Scientists with Elan Pharmaceuticals released their results Tuesday at the World Alzheimer's Congress. They show phase one trials, designed to assess safety, are encouraging.
"It's gone remarkably smoothly. In the U.S. we've done single dose studies and they're nearly complete and so far things have gone remarkably well. We've not encountered any problems at all in Alzheimer's patients themselves," Dr. Dale Schenk, vice president of discovery research at Elan Pharmaceuticals told CNN Medical News.
"By the end of the year we hope to make significant conclusions from those phase one studies, so that sometime in 2001 we can actually begin the key pivotal studies to see just how the vaccine's working."
The current safety trials are taking place in the United States and United Kingdom. When they're completed, the studies will expand to include several hundred patients at a number of medical institutions.
"Assuming everything works out, this vaccine not only will treat Alzheimer's Disease, but will also prevent Alzheimer's. It will completely change the face of Alzheimer's therapeutics now and forever if it works," said Dr. Ivan Lieberburg, executive vice president and chief science and medical officer for the Elan Corporation.
One year ago Elan researchers reported remarkable results of the vaccine in mice. Mice immunized at a young age were protected from Alzheimer's. In animals who already had the disease, the disease was halted and in some cases reversed.
"The amount of reduction of brain pathology was truly remarkable. It was as much as 99 percent reduced in animals that were treated with this vaccine," said Schenk.
Two other research teams have verified Elan's promising results in mice at the meeting. They've taken the work a step further, showing the vaccine produced improvements in behavior.
In addition, researchers and Brigham and Women's Hospital report encouraging results with a similar, nasal vaccine. "There is a 50-60 percent decrease in the amount of amyloid plaques and indeed the amount of a-beta proteins in the brains of mice who have gotten chronic nasal treatment," their report said.
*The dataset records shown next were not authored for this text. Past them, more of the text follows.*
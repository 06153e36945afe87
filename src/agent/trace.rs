//! Per-run diagnostic capture
//!
//! Each agent run owns one `TraceSink`. Lines written to it end up in the
//! run's `ExecutionTrace` and nowhere else, so concurrent runs cannot see
//! each other's output.

use serde::Serialize;

/// Collects diagnostic lines for a single run
#[derive(Debug, Default)]
pub struct TraceSink {
    buffer: String,
}

impl TraceSink {
    pub fn new() -> Self {
        Self::default()
    }

    /// Append one line
    pub fn line(&mut self, text: impl AsRef<str>) {
        self.buffer.push_str(text.as_ref());
        self.buffer.push('\n');
    }

    /// Append a multi-line block, each line prefixed
    pub fn block(&mut self, prefix: &str, text: &str) {
        for l in text.lines() {
            self.buffer.push_str(prefix);
            self.buffer.push_str(l);
            self.buffer.push('\n');
        }
    }

    pub fn finish(self) -> ExecutionTrace {
        ExecutionTrace(self.buffer)
    }
}

/// Diagnostic text captured during one run
#[derive(Debug, Clone, Default, PartialEq, Eq, Serialize)]
#[serde(transparent)]
pub struct ExecutionTrace(String);

impl ExecutionTrace {
    pub fn as_str(&self) -> &str {
        &self.0
    }

    pub fn is_empty(&self) -> bool {
        self.0.is_empty()
    }

    pub fn into_string(self) -> String {
        self.0
    }
}

impl From<String> for ExecutionTrace {
    fn from(s: String) -> Self {
        Self(s)
    }
}

impl std::fmt::Display for ExecutionTrace {
    fn fmt(&self, f: &mut std::fmt::Formatter<'_>) -> std::fmt::Result {
        f.write_str(&self.0)
    }
}

#[cfg(test)]
mod tests {
    use super::*;

    #[test]
    fn test_lines_and_blocks() {
        let mut sink = TraceSink::new();
        sink.line("invoked search");
        sink.block("│ ", "a\nb");
        assert_eq!(sink.finish().as_str(), "invoked search\n│ a\n│ b\n");
    }

    #[test]
    fn test_empty_trace() {
        let trace = TraceSink::new().finish();
        assert!(trace.is_empty());
        assert_eq!(trace.into_string(), "");
    }
}
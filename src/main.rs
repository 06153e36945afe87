use std::sync::Arc;

use clap::Parser;
use tracing::{error, info};

use a2a_console::metrics;
use a2a_console::tracing::{init_tracing, shutdown_tracing};
use a2a_console::web::{create_router, AppState};
use a2a_console::{A2aClient, A2aRegistry, ChatClient, ConsoleConfig, SessionCache};

#[tokio::main]
async fn main() -> Result<(), Box<dyn std::error::Error + Send + Sync>> {
    let config = ConsoleConfig::parse();

    init_tracing(
        "a2a-console",
        config.otlp_endpoint.as_deref(),
        config.log_json,
    )?;
    metrics::init();

    let registry = A2aRegistry::new(A2aClient::new(
        config.supervisor_url.clone(),
        config.http_timeout(),
    )?);
    let backend = ChatClient::new(config.ollama_url.clone(), config.http_timeout())?;
    let cache = Arc::new(SessionCache::new(
        Arc::new(registry),
        Arc::new(backend),
        config.agent_config(),
    ));

    info!(
        supervisor = %config.supervisor_url,
        ollama = %config.ollama_url,
        model = %config.model,
        "Starting a2a-console"
    );

    if config.discover_on_start {
        if let Err(e) = cache.get_or_init().await {
            error!(error = %e, "Agent system is not available; serving the error page");
        }
    }

    let app = create_router(AppState::with_limits(cache, config.session_limits()));
    let listener = tokio::net::TcpListener::bind(config.listen).await?;
    info!(addr = %config.listen, "Chat interface listening on http://{}", config.listen);

    axum::serve(listener, app)
        .with_graceful_shutdown(async {
            if let Err(e) = tokio::signal::ctrl_c().await {
                error!(error = %e, "Failed to listen for shutdown signal");
            }
            info!("Shutting down");
        })
        .await?;

    shutdown_tracing();
    Ok(())
}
Although it will take time to see if humans have the same results, other researchers say the safety trial results are encouraging.
"I think the vaccine immunization hypothesis is very exciting," said Dr. Ronald Peterson of the Mayo Clinic. "There is a lot of work that needs to be done with regards to its safety, its effectiveness, whether it will work in humans as it has in mice. But nevertheless, the major hypothesis is still very interesting for the possibility of prevention of the disease."
The vaccines are designed to attack the characteristic brain plaques of Alzheimer's. There is still some debate over whether the amyloid plaques are the cause of Alzheimer's dementia. The final outcome of the vaccine studies in humans should either prove or disprove the amyloid plaque theory as the cause of the disease.